I won't comment about the tactfulness of the email response you received (it wouldn't be fair to either side without knowing the full details), however I can understand why they would not refund. Their website offers a 10 day free trial, and while 10 days is pretty short as these things go, it is enough time to discover whether it will install and what you think of it. This free trial is also mentioned on their "buy now" page. So it appears that a potential buyer has opportunity to make an informed choice before parting with their money.
Like you, I am not impressed with their documentation. It may be all there, but it's not well presented and not easy to find specific items. Both the documentation and the main executable (as noted above, I can't try the plug-in) give the impression of something written a lot time ago and has not seen much work since (perhaps the underlying parsing has, but the interface and documentation are far from modern).

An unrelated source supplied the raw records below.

//! Seed data transfer between swabs, housings and their contents.
//!
//! A housing (an entity with both [`BotanySwab`] and [`ContainerSlot`])
//! always carries the same sample as the swab inside it, or `Empty` when
//! nothing is inside. Every write to a swab sample goes through
//! [`set_sample`] so that a housing and its swab change together.

use hecs::{Entity, World};

use super::has;
use crate::components::{BotanySwab, ContainerSlot, InContainer, SwabSample};

/// Sample currently on `entity`, if it is a swab
pub fn sample_of(world: &World, entity: Entity) -> Option<SwabSample> {
    world
        .get::<&BotanySwab>(entity)
        .ok()
        .map(|swab| swab.sample.clone())
}

/// The swab inside `housing`, if any
pub fn contained_swab(world: &World, housing: Entity) -> Option<Entity> {
    let item = world.get::<&ContainerSlot>(housing).ok()?.contained?;
    has::<BotanySwab>(world, item).then_some(item)
}

/// Replace the sample on `entity`. When `entity` is a housing, the swab
/// inside it receives the same sample; when it sits inside a housing, the
/// housing does. Returns false if `entity` is not a swab.
pub fn set_sample(world: &mut World, entity: Entity, sample: SwabSample) -> bool {
    let inner = contained_swab(world, entity);
    let outer = world
        .get::<&InContainer>(entity)
        .ok()
        .map(|c| c.container)
        .filter(|&housing| has::<BotanySwab>(world, housing));

    match world.get::<&mut BotanySwab>(entity) {
        Ok(mut swab) => swab.sample = sample.clone(),
        Err(_) => return false,
    }

    for linked in inner.into_iter().chain(outer) {
        if let Ok(mut swab) = world.get::<&mut BotanySwab>(linked) {
            swab.sample = sample.clone();
        }
    }
    true
}

/// Copy the sample of `swab` onto `housing` without touching `swab`
pub fn mirror_into_housing(world: &mut World, housing: Entity, swab: Entity) {
    let Some(sample) = sample_of(world, swab) else {
        return;
    };
    if let Ok(mut applicator) = world.get::<&mut BotanySwab>(housing) {
        applicator.sample = sample;
    }
}

/// Reset `housing` to an empty sample
pub fn clear_housing(world: &mut World, housing: Entity) {
    if let Ok(mut applicator) = world.get::<&mut BotanySwab>(housing) {
        applicator.sample = SwabSample::Empty;
    }
}

/// A housing whose sample differs from the swab inside it
#[derive(Debug, Clone, PartialEq)]
pub struct MirrorViolation {
    pub housing: Entity,
    pub expected: SwabSample,
    pub actual: SwabSample,
}

/// Every housing that breaks the mirror rule. Empty when the world is consistent.
pub fn check_mirror_invariant(world: &World) -> Vec<MirrorViolation> {
    let mut violations = Vec::new();

    for (housing, (swab, slot)) in world.query::<(&BotanySwab, &ContainerSlot)>().iter() {
        let expected = slot
            .contained
            .and_then(|item| sample_of(world, item))
            .unwrap_or_default();
        if swab.sample != expected {
            violations.push(MirrorViolation {
                housing,
                expected,
                actual: swab.sample.clone(),
            });
        }
    }

    violations
}
fn main() {
    let args: Vec<String> = std::env::args().collect();
    let verbose = args.iter().any(|a| a == "--verbose");

    let default_level = if verbose { "debug" } else { "warn" };
    env_logger::Builder::from_env(env_logger::Env::default().default_filter_or(default_level))
        .init();
    let override_path = args
        .iter()
        .position(|a| a == "--prototypes")
        .and_then(|i| args.get(i + 1));

    println!("=== Botany Swab Harness ===\n");

    let mut results = Vec::new();

    // 1. Prototype data
    let prototypes = match load_prototypes(override_path.map(String::as_str)) {
        Ok(set) => {
            results.push(TestResult::check(
                "prototypes_parse",
                true,
                format!("{} prototypes loaded", set.len()),
            ));
            set
        }
        Err(e) => {
            results.push(TestResult::check(
                "prototypes_parse",
                false,
                format!("prototype load error: {}", e),
            ));
            PrototypeSet::builtin()
        }
    };
    results.extend(validate_prototypes(&prototypes, verbose));

    let strings = Localization::english();
    let swab = proto_or_builtin(&prototypes, "BotanySwab", SwabPrototype::botany_swab);
    let synth = proto_or_builtin(&prototypes, "SynthSwab", SwabPrototype::synth_swab);
    let applicator =
        proto_or_builtin(&prototypes, "SwabApplicator", SwabPrototype::swab_applicator);

    // 2. Pickup and deposit
    results.extend(validate_pickup_deposit(&swab, &synth, &strings, verbose));

    // 3. Applicator loading and mirroring
    results.extend(validate_applicator(&swab, &applicator, verbose));

    // 4. Cleaning
    results.extend(validate_cleaning(&swab, &synth, &strings, verbose));

    // 5. Interruptions
    results.extend(validate_interruptions(&swab, verbose));

    // 6. Save / load
    results.extend(validate_persistence(&swab, &applicator, verbose));

    // ── Summary ──
    println!();
    let passed = results.iter().filter(|r| r.passed).count();
    let failed = results.iter().filter(|r| !r.passed).count();
    let total = results.len();

    for r in &results {
        let icon = if r.passed { "✓" } else { "✗" };
        if !r.passed || verbose {
            println!("  {} {}: {}", icon, r.name, r.detail);
        }
    }

    println!(
        "\n=== RESULT: {}/{} passed, {} failed ===",
        passed, total, failed
    );

    if failed > 0 {
        std::process::exit(1);
    }
}

fn load_prototypes(path: Option<&str>) -> Result<PrototypeSet, botany_core::error::ConfigError> {
    match path {
        Some(path) => {
            log::info!("loading prototypes from {}", path);
            PrototypeSet::from_path(path)
        }
        None => PrototypeSet::from_json_str(PROTOTYPES_JSON),
    }
}

fn proto_or_builtin(set: &PrototypeSet, id: &str, fallback: fn() -> SwabPrototype) -> SwabPrototype {
    set.get(id).cloned().unwrap_or_else(|| {
        log::warn!("prototype {} missing, using built-in", id);
        fallback()
    })
}
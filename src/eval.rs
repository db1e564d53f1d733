use std::convert::Infallible;
use std::ffi::CString;
use std::os::fd::{AsRawFd, OwnedFd, RawFd};
use std::path::Path;

use nix::errno::Errno;
use nix::fcntl::{self, OFlag};
use nix::sys::signal::{self, SigHandler, Signal};
use nix::sys::stat::Mode;
use nix::unistd::{self, ForkResult, Pid};
use tracing::debug;

use crate::builtin::{self, Flow};
use crate::error::{ChildError, ExecError};
use crate::global;
use crate::job;
use crate::parser;
use crate::types::*;

// N-1 pipes for an N-stage pipeline. Dropping the set closes every end.
pub struct PipeSet {
	pipes: Vec<(OwnedFd, OwnedFd)>,
}

impl PipeSet {
	pub fn new(count: usize) -> nix::Result<PipeSet> {
		let mut pipes = Vec::with_capacity(count);
		for _ in 0 .. count {
			pipes.push(unistd::pipe()?);
		}
		Ok(PipeSet { pipes: pipes })
	}

	fn read_end(&self, i: usize) -> RawFd {
		self.pipes[i].0.as_raw_fd()
	}

	fn write_end(&self, i: usize) -> RawFd {
		self.pipes[i].1.as_raw_fd()
	}

	// Child side only: the child execs or exits right after, so the owned
	// handles are never dropped there.
	fn close_raw(&self) {
		for &(ref r, ref w) in &self.pipes {
			let _ = unistd::close(r.as_raw_fd());
			let _ = unistd::close(w.as_raw_fd());
		}
	}
}

enum Source<'a> { Inherit, Pipe(RawFd), File(&'a str) }

enum Sink<'a> { Inherit, Pipe(RawFd), File(&'a str, OutputMode) }

fn to_argv(command: &Command) -> Result<Vec<CString>, ExecError> {
	let argv: Result<Vec<CString>, _> = command.argv.iter().map(|s| CString::new(s.as_bytes())).collect();
	Ok(argv?)
}

fn redirect_file(path: &str, flags: OFlag, target: RawFd) -> Result<(), ChildError> {
	let fd = fcntl::open(Path::new(path), flags, Mode::from_bits_truncate(0o644))
		.map_err(|errno| ChildError::Open { path: path.to_string(), errno: errno })?;
	unistd::dup2(fd, target).map_err(|errno| ChildError::Dup { errno: errno })?;
	let _ = unistd::close(fd);
	Ok(())
}

fn do_exec_stage(argv: &[CString], name: &str, source: Source, sink: Sink, pipes: &PipeSet) -> Result<Infallible, ChildError> {
	match source {
		Source::Inherit => {},
		Source::Pipe(fd) => { unistd::dup2(fd, libc::STDIN_FILENO).map_err(|errno| ChildError::Dup { errno: errno })?; },
		Source::File(path) => redirect_file(path, OFlag::O_RDONLY, libc::STDIN_FILENO)?,
	}
	match sink {
		Sink::Inherit => {},
		Sink::Pipe(fd) => { unistd::dup2(fd, libc::STDOUT_FILENO).map_err(|errno| ChildError::Dup { errno: errno })?; },
		Sink::File(path, OutputMode::Truncate) =>
			redirect_file(path, OFlag::O_WRONLY | OFlag::O_CREAT | OFlag::O_TRUNC, libc::STDOUT_FILENO)?,
		Sink::File(path, OutputMode::Append) =>
			redirect_file(path, OFlag::O_WRONLY | OFlag::O_CREAT | OFlag::O_APPEND, libc::STDOUT_FILENO)?,
	}
	pipes.close_raw();
	match unistd::execvp(&argv[0], argv) {
		Err(Errno::ENOENT) => Err(ChildError::NotFound { name: name.to_string() }),
		Err(errno) => Err(ChildError::Exec { name: name.to_string(), errno: errno }),
		Ok(never) => match never {},
	}
}

fn exec_stage(argv: &[CString], name: &str, source: Source, sink: Sink, pipes: &PipeSet) -> ! {
	unsafe {
		let _ = signal::signal(Signal::SIGINT, SigHandler::SigDfl);
		let _ = signal::signal(Signal::SIGQUIT, SigHandler::SigDfl);
	}
	let status = match do_exec_stage(argv, name, source, sink, pipes) {
		Ok(never) => match never {},
		Err(e) => {
			eprintln!("zosh: {}", e);
			e.status()
		},
	};
	unsafe { libc::_exit(status) }
}

// Background stages all join the process group of the first stage. Both
// sides call setpgid so neither exec nor the next fork can race it.
fn join_group(pid: Pid, job_builder: &job::JobBuilder) -> nix::Result<()> {
	let pgid = job_builder.pgid().unwrap_or(pid);
	unistd::setpgid(pid, pgid)
}

fn spawn_stage(argv: &[CString], name: &str, source: Source, sink: Sink, pipes: &PipeSet,
               is_background: bool, job_builder: &mut job::JobBuilder) -> nix::Result<Pid> {
	match unsafe { unistd::fork() }? {
		ForkResult::Parent { child } => {
			if is_background {
				// EACCES: the child has already exec'ed and joined on its own.
				match join_group(child, job_builder) {
					Ok(()) | Err(Errno::EACCES) => {},
					Err(e) => debug!(pid = child.as_raw(), error = %e, "setpgid failed"),
				}
				if job_builder.pgid().is_none() {
					job_builder.set_pgid(child);
				}
			}
			job_builder.push(child);
			debug!(pid = child.as_raw(), command = name, background = is_background, "spawned");
			Ok(child)
		},
		ForkResult::Child => {
			if is_background {
				let _ = join_group(unistd::getpid(), job_builder);
			}
			exec_stage(argv, name, source, sink, pipes)
		},
	}
}

fn launch_single(state: &mut global::State, pipeline: &Pipeline) -> Result<(), ExecError> {
	let command = &pipeline.commands[0];
	let argv = to_argv(command)?;
	let source = match pipeline.redirect.input {
		Some(ref path) => Source::File(path),
		None => Source::Inherit,
	};
	let sink = match pipeline.redirect.output {
		Some((ref path, mode)) => Sink::File(path, mode),
		None => Sink::Inherit,
	};
	let no_pipes = PipeSet::new(0)?;
	let mut job_builder = job::JobBuilder::new(1, pipeline.describe());
	spawn_stage(&argv, command.name(), source, sink, &no_pipes, pipeline.is_background, &mut job_builder)?;
	finish_job(state, job_builder, pipeline.is_background);
	Ok(())
}

fn spawn_pipeline(argvs: &[Vec<CString>], pipeline: &Pipeline, pipes: &PipeSet,
                  job_builder: &mut job::JobBuilder) -> nix::Result<()> {
	let last = argvs.len() - 1;
	for (i, argv) in argvs.iter().enumerate() {
		let source = if i > 0 {
			Source::Pipe(pipes.read_end(i - 1))
		} else {
			match pipeline.redirect.input {
				Some(ref path) => Source::File(path),
				None => Source::Inherit,
			}
		};
		let sink = if i < last {
			Sink::Pipe(pipes.write_end(i))
		} else {
			match pipeline.redirect.output {
				Some((ref path, mode)) => Sink::File(path, mode),
				None => Sink::Inherit,
			}
		};
		spawn_stage(argv, pipeline.commands[i].name(), source, sink, pipes, pipeline.is_background, job_builder)?;
	}
	Ok(())
}

fn launch_pipeline(state: &mut global::State, pipeline: &Pipeline) -> Result<(), ExecError> {
	let argvs: Result<Vec<Vec<CString>>, ExecError> = pipeline.commands.iter().map(to_argv).collect();
	let argvs = argvs?;
	let pipes = PipeSet::new(argvs.len() - 1)?;
	let mut job_builder = job::JobBuilder::new(argvs.len(), pipeline.describe());
	let spawned = spawn_pipeline(&argvs, pipeline, &pipes, &mut job_builder);
	drop(pipes);
	// Stages forked before a failure are still tracked and waited for.
	finish_job(state, job_builder, pipeline.is_background);
	spawned.map_err(ExecError::from)
}

fn finish_job(state: &mut global::State, job_builder: job::JobBuilder, is_background: bool) {
	if job_builder.is_empty() {
		return;
	}
	let job = state.job_set.push(job_builder.build());
	let id = job.id;
	if is_background {
		if let Some(pid) = job.last_pid() {
			println!("[{}] {}", id, pid);
		}
		return;
	}
	if let Some(job) = state.job_set.get_mut(id) {
		job.wait();
	}
	state.job_set.remove(id);
}

pub fn launch(state: &mut global::State, pipeline: &Pipeline) -> Result<(), ExecError> {
	debug!(stages = pipeline.commands.len(), background = pipeline.is_background,
	       redirect = ?pipeline.redirect, "launching");
	if pipeline.commands.len() > 1 {
		launch_pipeline(state, pipeline)
	} else {
		launch_single(state, pipeline)
	}
}

pub fn eval(state: &mut global::State, tokens: Vec<String>) -> Flow {
	let name = match tokens.first() {
		Some(name) => name,
		None => { return Flow::Continue; },
	};
	if let Some(func) = builtin::lookup(name) {
		return func(state, &tokens);
	}
	let pipeline = match parser::parse(tokens) {
		Ok(pipeline) => pipeline,
		Err(e) => {
			eprintln!("zosh: {}", e);
			return Flow::Continue;
		},
	};
	if let Err(e) = launch(state, &pipeline) {
		eprintln!("zosh: {}", e);
	}
	Flow::Continue
}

But ignoring those usage problems and taking a look at what it's supposed to do. Their website says:
Quote:
Extensive comparative tests show that even the best performers among other editing programs correct fewer than 35% of the grammatical errors that a good human editor would find in the test documents. Editor corrects more than 70%.
(Computer programs cannot find errors that depend not on writers' words but on their meanings.) Typically, more than 40% of other editing programs’ comments on a text are miscorrections or mistakes. Editor is wrong less than 10% of the time.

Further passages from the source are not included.